■ **REQUIRED WORK**: Determine the number of lines of the records below that include "authentication". Respond with the number and no other text.

■ **DATA FOR PROCESSING**:

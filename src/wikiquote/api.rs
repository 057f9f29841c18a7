//! Wikiquote (MediaWiki) API access.
//!
//! This module defines the [`WikiSource`] seam used by the quote finders and its
//! HTTP implementation against `https://{lang}.wikiquote.org/w/api.php`.

use log::{debug, error, info};
use reqwest::Client;
use serde::de::DeserializeOwned;
use serde::Deserialize;

use crate::twitter::sanitize_for_logging;

/// A page listed as a member of a Wikiquote category.
#[derive(Debug, Clone, PartialEq, Eq, Deserialize)]
pub struct CategoryMember {
    pub pageid: u64,
    pub title: String,
}

/// One entry of a page's table of contents.
#[derive(Debug, Clone, PartialEq, Eq, Deserialize)]
pub struct Section {
    /// The section heading as displayed
    pub line: String,
    /// The section index accepted by `action=parse&section=`
    pub index: String,
}

/// Wikitext of a single page section.
#[derive(Debug, Clone, PartialEq, Eq)]
pub struct SectionText {
    /// Title of the page the section belongs to
    pub title: String,
    pub wikitext: String,
}

/// Source of Wikiquote content for the quote finders.
///
/// Errors are transport failures or responses missing the expected fields;
/// an empty result is returned as an empty list, never as an error.
#[allow(async_fn_in_trait)]
pub trait WikiSource {
    /// Pages of `category` (without the `Category:` prefix).
    async fn category_members(
        &self,
        category: &str,
    ) -> Result<Vec<CategoryMember>, Box<dyn std::error::Error + Send + Sync>>;

    /// Table of contents of a page.
    async fn sections(
        &self,
        page_id: u64,
    ) -> Result<Vec<Section>, Box<dyn std::error::Error + Send + Sync>>;

    /// Wikitext of one section of a page.
    async fn section_wikitext(
        &self,
        page_id: u64,
        section_index: &str,
    ) -> Result<SectionText, Box<dyn std::error::Error + Send + Sync>>;
}

#[derive(Debug, Deserialize)]
struct ParseResponse<T> {
    parse: T,
}

#[derive(Debug, Deserialize)]
struct ParsedSections {
    sections: Vec<Section>,
}

#[derive(Debug, Deserialize)]
struct ParsedWikitext {
    title: String,
    wikitext: WikitextContent,
}

#[derive(Debug, Deserialize)]
struct WikitextContent {
    #[serde(rename = "*")]
    content: String,
}

#[derive(Debug, Deserialize)]
struct QueryResponse {
    query: CategoryMembers,
}

#[derive(Debug, Deserialize)]
struct CategoryMembers {
    categorymembers: Vec<CategoryMember>,
}

/// Decodes a MediaWiki JSON response, surfacing `{"error": {...}}` bodies as errors.
pub(crate) fn decode_response<T: DeserializeOwned>(
    body: &str,
) -> Result<T, Box<dyn std::error::Error + Send + Sync>> {
    let json: serde_json::Value = serde_json::from_str(body)?;

    if let Some(err) = json.get("error") {
        let code = err.get("code").and_then(|v| v.as_str()).unwrap_or("unknown");
        let info = err.get("info").and_then(|v| v.as_str()).unwrap_or("");
        return Err(format!("Wikiquote API error '{}': {}", code, info).into());
    }

    Ok(serde_json::from_value(json)?)
}

/// HTTP client for one Wikiquote language site.
#[derive(Debug, Clone)]
pub struct WikiquoteClient {
    client: Client,
    api_url: String,
}

impl WikiquoteClient {
    /// Creates a client for the site of `language` (lowercase ISO-639-1).
    pub fn new(language: &str) -> Self {
        WikiquoteClient {
            client: Client::new(),
            api_url: format!("https://{}.wikiquote.org/w/api.php", language),
        }
    }

    pub fn api_url(&self) -> &str {
        &self.api_url
    }

    /// POSTs form `params` to the API and decodes the JSON response.
    async fn post_form<T: DeserializeOwned>(
        &self,
        operation_name: &str,
        params: &[(&str, &str)],
    ) -> Result<T, Box<dyn std::error::Error + Send + Sync>> {
        debug!("Wikiquote request '{}': {:?}", operation_name, params);

        let response = self.client.post(&self.api_url).form(params).send().await?;
        let status = response.status();
        let body = response.text().await?;

        if !status.is_success() {
            error!(
                "Wikiquote operation '{}' failed - Status: {}",
                operation_name, status
            );
            debug!(
                "Error response for '{}': {}",
                operation_name,
                sanitize_for_logging(&body, 200)
            );
            return Err(format!(
                "Wikiquote API error for operation '{}' ({})",
                operation_name, status
            )
            .into());
        }

        decode_response(&body)
    }
}

impl WikiSource for WikiquoteClient {
    async fn category_members(
        &self,
        category: &str,
    ) -> Result<Vec<CategoryMember>, Box<dyn std::error::Error + Send + Sync>> {
        info!("Listing pages of category '{}'", category);
        let title = format!("Category:{}", category);

        let response: QueryResponse = self
            .post_form(
                "category_members",
                &[
                    ("format", "json"),
                    ("action", "query"),
                    ("list", "categorymembers"),
                    ("cmtitle", title.as_str()),
                    ("cmprop", "ids|title"),
                    ("cmnamespace", "0"),
                    ("cmtype", "file"),
                    ("cmlimit", "100"),
                    ("cmsort", "timestamp"),
                    ("cmdir", "newer"),
                ],
            )
            .await?;

        info!(
            "Category '{}' has {} pages",
            category,
            response.query.categorymembers.len()
        );
        Ok(response.query.categorymembers)
    }

    async fn sections(
        &self,
        page_id: u64,
    ) -> Result<Vec<Section>, Box<dyn std::error::Error + Send + Sync>> {
        let page_id = page_id.to_string();
        let response: ParseResponse<ParsedSections> = self
            .post_form(
                "sections",
                &[
                    ("format", "json"),
                    ("action", "parse"),
                    ("prop", "sections"),
                    ("pageid", page_id.as_str()),
                ],
            )
            .await?;

        debug!(
            "Page {} has {} sections",
            page_id,
            response.parse.sections.len()
        );
        Ok(response.parse.sections)
    }

    async fn section_wikitext(
        &self,
        page_id: u64,
        section_index: &str,
    ) -> Result<SectionText, Box<dyn std::error::Error + Send + Sync>> {
        let page_id = page_id.to_string();
        let response: ParseResponse<ParsedWikitext> = self
            .post_form(
                "section_wikitext",
                &[
                    ("format", "json"),
                    ("action", "parse"),
                    ("prop", "wikitext"),
                    ("section", section_index),
                    ("pageid", page_id.as_str()),
                ],
            )
            .await?;

        Ok(SectionText {
            title: response.parse.title,
            wikitext: response.parse.wikitext.content,
        })
    }
}
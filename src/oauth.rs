//! OAuth authentication module for Twitter/X API integration.
//!
//! This module contains the OAuth 2.0 User Context helpers used to post tweets
//! and upload media on behalf of the bot account.

use log::{debug, info};
use std::collections::HashMap;

use crate::twitter::sanitize_for_logging;

/// Twitter's OAuth 2.0 token endpoint, used for both code exchange and refresh.
pub const TOKEN_URL: &str = "https://api.x.com/2/oauth2/token";

/// Builds the Authorization header for OAuth 2.0 User Context authentication.
///
/// # Format
///
/// ```text
/// Bearer YOUR_ACCESS_TOKEN_HERE
/// ```
///
/// # Example
///
/// ```rust
/// use wikiquote_tweet::build_oauth2_user_context_header;
///
/// let header = build_oauth2_user_context_header("your_access_token");
/// assert_eq!(header, "Bearer your_access_token");
/// ```
pub fn build_oauth2_user_context_header(access_token: &str) -> String {
    format!("Bearer {}", access_token)
}

/// Refreshes an OAuth 2.0 User Context access token using a refresh token.
///
/// # Returns
///
/// - `Ok((access_token, Some(refresh_token)))`: Twitter rotated the refresh token as well
/// - `Ok((access_token, None))`: Only a new access token was issued
/// - `Err(...)`: If the request failed or the response carried no access token
pub async fn refresh_access_token(
    client_id: &str,
    client_secret: &str,
    refresh_token: &str,
) -> Result<(String, Option<String>), Box<dyn std::error::Error + Send + Sync>> {
    info!("Requesting new access token from {}", TOKEN_URL);
    let client = reqwest::Client::new();

    let mut params = HashMap::new();
    params.insert("grant_type", "refresh_token");
    params.insert("refresh_token", refresh_token);
    params.insert("client_id", client_id);

    let response = client
        .post(TOKEN_URL)
        .basic_auth(client_id, Some(client_secret))
        .form(&params)
        .send()
        .await?;

    let status = response.status();
    let response_text = response.text().await?;

    if !status.is_success() {
        debug!(
            "Token refresh error response: {}",
            sanitize_for_logging(&response_text, 200)
        );
        return Err(format!("Token refresh failed ({})", status).into());
    }

    let json: serde_json::Value = serde_json::from_str(&response_text)?;
    let access_token = json
        .get("access_token")
        .and_then(|v| v.as_str())
        .ok_or("No access_token in response")?;
    let new_refresh_token = json
        .get("refresh_token")
        .and_then(|v| v.as_str())
        .map(str::to_string);

    Ok((access_token.to_string(), new_refresh_token))
}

■ **FINAL ANSWER**: 2